I tried to come up with a sensible performance test to determine a good criterium to choose between OpenBitSet and SortedVIntList as the DocIdSet supporting data structure to be cached.
There is a criterium for this in the patch in docIdSetToCache() method of CachingWrapperFilter, but it's only based on byte size, and it favours SortedVIntList when it is defenitely more compact than OpenBitSet.

The current criterium is to use (cardinality (=nr bits set in OpenBitSet) < maxDocs/9) as a test to prefer SortedVIntList over OpenBitSet for caching. The constant 9 might be replaced by a configuration parameter to allow easy performance experiments there. It could be that a larger value than 9 is  turns out to be "optimal" in runtime.

In some cases OpenBitSet can be faster on skipTo(int docNum) than SortedVIntList, even when SortedVIntList is more compact. As Filters can be expected to use skipTo() heavily, this could be important for performance.

Even even though it might be possible to measure the skipTo() performance directly, the effect of the more compact cached data structure of SortedVIntList on garbage collection is (pretty close to) impossible to measure in a simple test case.
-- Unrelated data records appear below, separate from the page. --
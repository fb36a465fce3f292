//! SQLite persistence for memories.
//!
//! [`SqliteStore`] wraps one connection behind `Arc<Mutex<_>>` and implements
//! every collaborator trait ([`MemoryStore`] here, the others in their own
//! modules). All trait methods are synchronous; async callers go through
//! [`blocking`](super::blocking).

use std::sync::{Arc, Mutex};

use chrono::{SubsecRound, Utc};
use rusqlite::types::Type;
use rusqlite::{params, params_from_iter, Connection, OptionalExtension, Row};

use super::error::StoreError;
use super::types::{format_timestamp, parse_timestamp, Memory, MemoryType, NewMemory};
use super::{bytes_to_vector, vector_to_bytes};

/// Read/write access to persisted memories.
pub trait MemoryStore: Send + Sync {
    /// Normalize and persist a memory.
    ///
    /// Fails with [`StoreError::PartnerNotFound`] if the partner row is missing.
    fn insert_memory(&self, memory: NewMemory) -> Result<Memory, StoreError>;

    /// Memories with importance ≥ `min_importance`, newest first, ties by
    /// importance desc. At most `limit` rows.
    fn find_recent(
        &self,
        partner_id: &str,
        min_importance: f64,
        limit: usize,
    ) -> Result<Vec<Memory>, StoreError>;

    /// Memories of the given types with importance ≥ `min_importance`, most
    /// important first, ties newest first. At most `limit` rows.
    fn find_by_importance_and_type(
        &self,
        partner_id: &str,
        min_importance: f64,
        types: &[MemoryType],
        limit: usize,
    ) -> Result<Vec<Memory>, StoreError>;

    fn memory_stats(&self, partner_id: &str) -> Result<super::stats::MemoryStats, StoreError>;
}

/// The single SQLite-backed implementation of all store traits.
#[derive(Clone)]
pub struct SqliteStore {
    conn: Arc<Mutex<Connection>>,
}

impl SqliteStore {
    pub fn new(conn: Connection) -> Self {
        Self {
            conn: Arc::new(Mutex::new(conn)),
        }
    }

    pub fn from_shared(conn: Arc<Mutex<Connection>>) -> Self {
        Self { conn }
    }

    /// A store over a fresh, migrated in-memory database.
    pub fn open_in_memory() -> anyhow::Result<Self> {
        Ok(Self::new(crate::db::open_in_memory()?))
    }

    /// Run `f` with the locked connection.
    pub fn with_conn<T>(
        &self,
        f: impl FnOnce(&mut Connection) -> Result<T, StoreError>,
    ) -> Result<T, StoreError> {
        let mut conn = self.conn.lock().map_err(|_| StoreError::LockPoisoned)?;
        f(&mut conn)
    }
}

pub(crate) fn partner_exists(conn: &Connection, partner_id: &str) -> Result<bool, StoreError> {
    Ok(conn
        .query_row("SELECT 1 FROM partners WHERE id = ?1", [partner_id], |_| Ok(()))
        .optional()?
        .is_some())
}

/// Decode a JSON string-list column.
pub(crate) fn json_list(row: &Row<'_>, idx: usize) -> rusqlite::Result<Vec<String>> {
    let raw: String = row.get(idx)?;
    serde_json::from_str(&raw)
        .map_err(|e| rusqlite::Error::FromSqlConversionFailure(idx, Type::Text, Box::new(e)))
}

/// Decode a timestamp column. Unparsable values read as now.
pub(crate) fn timestamp_column(
    row: &Row<'_>,
    idx: usize,
) -> rusqlite::Result<chrono::DateTime<Utc>> {
    let raw: String = row.get(idx)?;
    Ok(parse_timestamp(&raw).unwrap_or_else(|| {
        tracing::debug!(value = %raw, "unparsable stored timestamp, using now");
        Utc::now()
    }))
}

const MEMORY_COLUMNS: &str =
    "id, partner_id, type, content, vector, importance, emotional_weight, tags, related_people, created_at";

fn memory_from_row(row: &Row<'_>) -> rusqlite::Result<Memory> {
    let type_str: String = row.get(2)?;
    let memory_type = type_str.parse::<MemoryType>().map_err(|e| {
        rusqlite::Error::FromSqlConversionFailure(2, Type::Text, e.into())
    })?;
    let vector: Vec<u8> = row.get(4)?;

    Ok(Memory {
        id: row.get(0)?,
        partner_id: row.get(1)?,
        memory_type,
        content: row.get(3)?,
        vector: bytes_to_vector(&vector),
        importance: row.get(5)?,
        emotional_weight: row.get(6)?,
        tags: json_list(row, 7)?,
        related_people: json_list(row, 8)?,
        created_at: timestamp_column(row, 9)?,
    })
}

impl MemoryStore for SqliteStore {
    fn insert_memory(&self, memory: NewMemory) -> Result<Memory, StoreError> {
        let memory = memory.normalized();
        let record = Memory {
            id: uuid::Uuid::now_v7().to_string(),
            partner_id: memory.partner_id,
            memory_type: memory.memory_type,
            content: memory.content,
            vector: memory.vector,
            importance: memory.importance,
            emotional_weight: memory.emotional_weight,
            tags: memory.tags,
            related_people: memory.related_people,
            // stored at microsecond precision
            created_at: memory.created_at.unwrap_or_else(Utc::now).trunc_subsecs(6),
        };

        self.with_conn(|conn| {
            if !partner_exists(conn, &record.partner_id)? {
                return Err(StoreError::PartnerNotFound(record.partner_id.clone()));
            }
            conn.execute(
                &format!("INSERT INTO memories ({MEMORY_COLUMNS}) VALUES (?1, ?2, ?3, ?4, ?5, ?6, ?7, ?8, ?9, ?10)"),
                params![
                    record.id,
                    record.partner_id,
                    record.memory_type.as_str(),
                    record.content,
                    vector_to_bytes(&record.vector),
                    record.importance,
                    record.emotional_weight,
                    serde_json::to_string(&record.tags)?,
                    serde_json::to_string(&record.related_people)?,
                    format_timestamp(&record.created_at),
                ],
            )?;
            Ok(())
        })?;

        tracing::debug!(
            memory_id = %record.id,
            partner_id = %record.partner_id,
            memory_type = %record.memory_type,
            embedded = !record.vector.is_empty(),
            "memory stored"
        );
        Ok(record)
    }

    fn find_recent(
        &self,
        partner_id: &str,
        min_importance: f64,
        limit: usize,
    ) -> Result<Vec<Memory>, StoreError> {
        self.with_conn(|conn| {
            let mut stmt = conn.prepare(&format!(
                "SELECT {MEMORY_COLUMNS} FROM memories
                 WHERE partner_id = ?1 AND importance >= ?2
                 ORDER BY created_at DESC, importance DESC
                 LIMIT ?3"
            ))?;
            let rows = stmt
                .query_map(params![partner_id, min_importance, limit as i64], memory_from_row)?
                .collect::<Result<Vec<_>, _>>()?;
            Ok(rows)
        })
    }

    fn find_by_importance_and_type(
        &self,
        partner_id: &str,
        min_importance: f64,
        types: &[MemoryType],
        limit: usize,
    ) -> Result<Vec<Memory>, StoreError> {
        if types.is_empty() {
            return Ok(Vec::new());
        }

        // ?1 partner, ?2 importance, ?3 limit, then one placeholder per type
        let placeholders: Vec<String> = (0..types.len()).map(|i| format!("?{}", i + 4)).collect();
        let sql = format!(
            "SELECT {MEMORY_COLUMNS} FROM memories
             WHERE partner_id = ?1 AND importance >= ?2 AND type IN ({})
             ORDER BY importance DESC, created_at DESC
             LIMIT ?3",
            placeholders.join(", ")
        );

        let mut values: Vec<rusqlite::types::Value> = vec![
            partner_id.to_string().into(),
            min_importance.into(),
            (limit as i64).into(),
        ];
        values.extend(types.iter().map(|t| t.as_str().to_string().into()));

        self.with_conn(|conn| {
            let mut stmt = conn.prepare(&sql)?;
            let rows = stmt
                .query_map(params_from_iter(values.iter()), memory_from_row)?
                .collect::<Result<Vec<_>, _>>()?;
            Ok(rows)
        })
    }

    fn memory_stats(&self, partner_id: &str) -> Result<super::stats::MemoryStats, StoreError> {
        self.with_conn(|conn| super::stats::memory_stats(conn, partner_id))
    }
}
use rusqlite::{params, Connection};
use serde::Serialize;
use std::collections::BTreeMap;

use super::error::StoreError;
use super::types::MemoryType;

/// Number of entries kept in the tag and participant rankings.
const TOP_N: i64 = 10;

#[derive(Debug, Clone, PartialEq, Serialize)]
pub struct MemoryStats {
    pub total_memories: i64,
    /// Every memory type, zero-filled.
    pub by_type: BTreeMap<String, i64>,
    pub average_importance: f64,
    /// Memories stored with an empty vector.
    pub unembedded: i64,
    #[serde(skip_serializing_if = "Option::is_none")]
    pub oldest_memory: Option<String>,
    #[serde(skip_serializing_if = "Option::is_none")]
    pub newest_memory: Option<String>,
}

#[derive(Debug, Clone, PartialEq, Serialize)]
pub struct RankedValue {
    pub value: String,
    pub count: i64,
}

#[derive(Debug, Clone, PartialEq, Serialize)]
pub struct EpisodeStats {
    pub total_episodes: i64,
    pub average_emotional_weight: f64,
    /// Top tags by frequency, ties by tag ascending.
    pub most_common_tags: Vec<RankedValue>,
    pub frequent_participants: Vec<RankedValue>,
}

/// Aggregate counts over one partner's memories.
pub fn memory_stats(conn: &Connection, partner_id: &str) -> Result<MemoryStats, StoreError> {
    let (total, average, unembedded, oldest, newest): (i64, Option<f64>, i64, Option<String>, Option<String>) =
        conn.query_row(
            "SELECT COUNT(*), AVG(importance), COALESCE(SUM(length(vector) = 0), 0),
                    MIN(created_at), MAX(created_at)
             FROM memories WHERE partner_id = ?1",
            params![partner_id],
            |row| Ok((row.get(0)?, row.get(1)?, row.get(2)?, row.get(3)?, row.get(4)?)),
        )?;

    let mut by_type: BTreeMap<String, i64> = MemoryType::ALL
        .iter()
        .map(|t| (t.as_str().to_string(), 0))
        .collect();

    let mut stmt =
        conn.prepare("SELECT type, COUNT(*) FROM memories WHERE partner_id = ?1 GROUP BY type")?;
    let rows = stmt
        .query_map(params![partner_id], |row| {
            Ok((row.get::<_, String>(0)?, row.get::<_, i64>(1)?))
        })?
        .collect::<Result<Vec<_>, _>>()?;
    for (t, count) in rows {
        by_type.insert(t, count);
    }

    Ok(MemoryStats {
        total_memories: total,
        by_type,
        average_importance: average.unwrap_or(0.0),
        unembedded,
        oldest_memory: oldest,
        newest_memory: newest,
    })
}

/// Aggregate counts over one partner's episodes.
pub fn episode_stats(conn: &Connection, partner_id: &str) -> Result<EpisodeStats, StoreError> {
    let (total, average): (i64, Option<f64>) = conn.query_row(
        "SELECT COUNT(*), AVG(emotional_weight) FROM episode_memories WHERE partner_id = ?1",
        params![partner_id],
        |row| Ok((row.get(0)?, row.get(1)?)),
    )?;

    Ok(EpisodeStats {
        total_episodes: total,
        average_emotional_weight: average.unwrap_or(0.0),
        most_common_tags: rank_json_column(conn, partner_id, "tags")?,
        frequent_participants: rank_json_column(conn, partner_id, "participants")?,
    })
}

/// Rank the values of a JSON list column across a partner's episodes.
fn rank_json_column(
    conn: &Connection,
    partner_id: &str,
    column: &str,
) -> Result<Vec<RankedValue>, StoreError> {
    let sql = format!(
        "SELECT j.value, COUNT(*) AS n
         FROM episode_memories e, json_each(e.{column}) j
         WHERE e.partner_id = ?1
         GROUP BY j.value
         ORDER BY n DESC, j.value ASC
         LIMIT ?2"
    );
    let mut stmt = conn.prepare(&sql)?;
    let rows = stmt
        .query_map(params![partner_id, TOP_N], |row| {
            Ok(RankedValue {
                value: row.get(0)?,
                count: row.get(1)?,
            })
        })?
        .collect::<Result<Vec<_>, _>>()?;
    Ok(rows)
}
Eks Dev had some interesting results there in the very early stages of LUCENE-584 (September 2006), so I wonder whether these results could be confirmed somehow using the patch here and the current trunk.

Comments?




> Allow use of compact DocIdSet in CachingWrapperFilter
> -----------------------------------------------------
>
>                 Key: LUCENE-1296
>                 URL: https://issues.apache.org/jira/browse/LUCENE-1296
>             Project: Lucene - Java
>          Issue Type: New Feature
>          Components: Search
>            Reporter: Paul Elschot
>            Assignee: Michael Busch
>            Priority: Minor
>         Attachments: cachedFilter20080529.patch
>
>
> Extends CachingWrapperFilter with a protected method to determine the DocIdSet to be cached.

-- 
This message is automatically generated by JIRA.
-
You can reply to this email to add a comment to the issue online.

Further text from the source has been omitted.